The article’s organizing narrative was the tragic story of Bassim Razzo, whose wife, daughter, nephew and brother were killed in 2015 in coalition airstrikes on their side-by-side homes in Mosul, the main ISIS stronghold in Iraq. Video and written records showed that the coalition misidentified the two compounds as an ISIS car-bomb factory or command center. Before the writers took up the case, coalition officials had not included the Razzo family in its accounting of civilian victims. When Mr. Razzo asked for compensation, the military eventually offered the insulting sum of $15,000.
The Costs of War project at Brown University estimates over 200,000 civilians have been killed in Afghanistan, Iraq and Pakistan since 2001. Most experts attribute a majority of the civilian deaths to extremists.
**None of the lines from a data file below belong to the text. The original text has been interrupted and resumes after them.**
//! Ordering algorithms: stable sort, uniqueness, canonicalization.

use weft_combinator::{Callable, predicate2, truthy};
use weft_foundation::{Entity, Result, Seq, mangle_entity};

/// The algebra's own identity as a binary predicate callable.
#[must_use]
pub fn same() -> Callable {
    predicate2("is-same", |a, b| a == b)
}

/// Stable merge sort under the binary "less than" predicate `comp`.
///
/// Elements equal under `comp` keep their input relative order: the merge
/// asks `comp(right_head, left_head)` and takes from the left whenever the
/// right head is not strictly less, so ties favor the earlier element.
///
/// # Errors
///
/// Propagates the first failure of `comp`.
pub fn sort(comp: &Callable, seq: &Seq) -> Result<Seq> {
    if seq.len() <= 1 {
        return Ok(seq.clone());
    }
    let (left, right) = seq.split_at(seq.len() / 2);
    let left = sort(comp, &left)?;
    let right = sort(comp, &right)?;
    merge(comp, &left, &right)
}

fn merge(comp: &Callable, left: &Seq, right: &Seq) -> Result<Seq> {
    let mut out: Vec<Entity> = Vec::with_capacity(left.len() + right.len());
    let mut li = 0;
    let mut ri = 0;
    while li < left.len() && ri < right.len() {
        let l = left.get(li).expect("in bounds");
        let r = right.get(ri).expect("in bounds");
        // Comparison order is fixed for stability.
        if truthy(comp, &[r.clone(), l.clone()])? {
            out.push(r.clone());
            ri += 1;
        } else {
            out.push(l.clone());
            li += 1;
        }
    }
    out.extend(left.iter().skip(li).cloned());
    out.extend(right.iter().skip(ri).cloned());
    Ok(out.into_iter().collect())
}

/// Collapses each maximal run of consecutive elements equal under `eq` to
/// its first element. Non-consecutive duplicates are untouched.
///
/// # Errors
///
/// Propagates the first failure of `eq`.
pub fn uniq_by(eq: &Callable, seq: &Seq) -> Result<Seq> {
    let mut out = Seq::new();
    for e in seq {
        let run_continues = match out.last() {
            Some(kept) => truthy(eq, &[kept.clone(), e.clone()])?,
            None => false,
        };
        if !run_continues {
            out = out.push_back(e.clone());
        }
    }
    Ok(out)
}

/// [`uniq_by`] under the algebra's identity.
///
/// # Errors
///
/// Never fails for well-formed entities; mirrors [`uniq_by`].
pub fn uniq(seq: &Seq) -> Result<Seq> {
    uniq_by(&same(), seq)
}

/// Removes every duplicate occurrence anywhere in the sequence, keeping
/// each element's first occurrence in place.
///
/// # Errors
///
/// Propagates the first failure of `eq`.
pub fn remove_duplicates_by(eq: &Callable, seq: &Seq) -> Result<Seq> {
    let mut out = Seq::new();
    for e in seq {
        let mut seen = false;
        for kept in &out {
            if truthy(eq, &[kept.clone(), e.clone()])? {
                seen = true;
                break;
            }
        }
        if !seen {
            out = out.push_back(e.clone());
        }
    }
    Ok(out)
}

/// [`remove_duplicates_by`] under the algebra's identity.
///
/// # Errors
///
/// Never fails for well-formed entities; mirrors [`remove_duplicates_by`].
pub fn remove_duplicates(seq: &Seq) -> Result<Seq> {
    remove_duplicates_by(&same(), seq)
}

/// Sorts by the canonical order: the single normalization point that makes
/// two sequences comparable as sets.
///
/// Duplicates are kept (this is a reordering, not a deduplication); follow
/// with [`uniq`] for set semantics proper.
#[must_use]
pub fn setify(seq: &Seq) -> Seq {
    let mut keyed: Vec<(String, Entity)> = seq
        .iter()
        .map(|e| (mangle_entity(e), e.clone()))
        .collect();
    keyed.sort_by(|a, b| a.0.cmp(&b.0));
    keyed.into_iter().map(|(_, e)| e).collect()
}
Although international law obligates combatants to minimize harm to civilians, it is unrealistic to think that all civilian deaths can be prevented. Yet the reporting by Ms. Khan and Mr. Gopal suggests that America could be doing far more to protect civilians. They said they found a “consistent failure” by the American-led coalition to investigate claims carefully and to keep proper records. Some deaths occurred because civilians were close to ISIS targets. Many others, however, appear to have been recorded wrongly by “flawed or outdated intelligence that conflated civilians with combatants.” The article said the military seldom recognized its failures or made changes to prevent civilian deaths.
To some extent, the American people may be blind to this carnage, having been lulled by their military and political leaders into believing that advanced technology and precision strikes kill the bad guys while sparing the innocent. This seductive concept took hold with video of seemingly pinpoint strikes during the first Persian Gulf war and was reinforced since by widespread use of drone strikes by Presidents George W. Bush, Barack Obama and Donald Trump against faraway targets.
However precise the weapons, careful the planners and skilled the fighters, war inevitably includes mistakes that kill civilians. Leaders need to be honest that there is no such thing as antiseptic combat, while Americans need to understand the full cost and consequences of military actions undertaken in their names.
These are not idle concerns. The pace of attacks and civilian casualties seems to be rising, and with them the potential for alienating the very people America hopes to save. The anti-ISIS fight has quickened and moved into crowded cities, but the president has also given field commanders more authority to make battlefield decisions in an ill-defined hunt for terrorists.
Civilian deaths impose another penalty. They become a recruiting tool for terrorists and undermine counterterrorism operations. It’s up to Congress to ensure true accountability and transparency, if the administration does not, by holding hearings and demanding answers.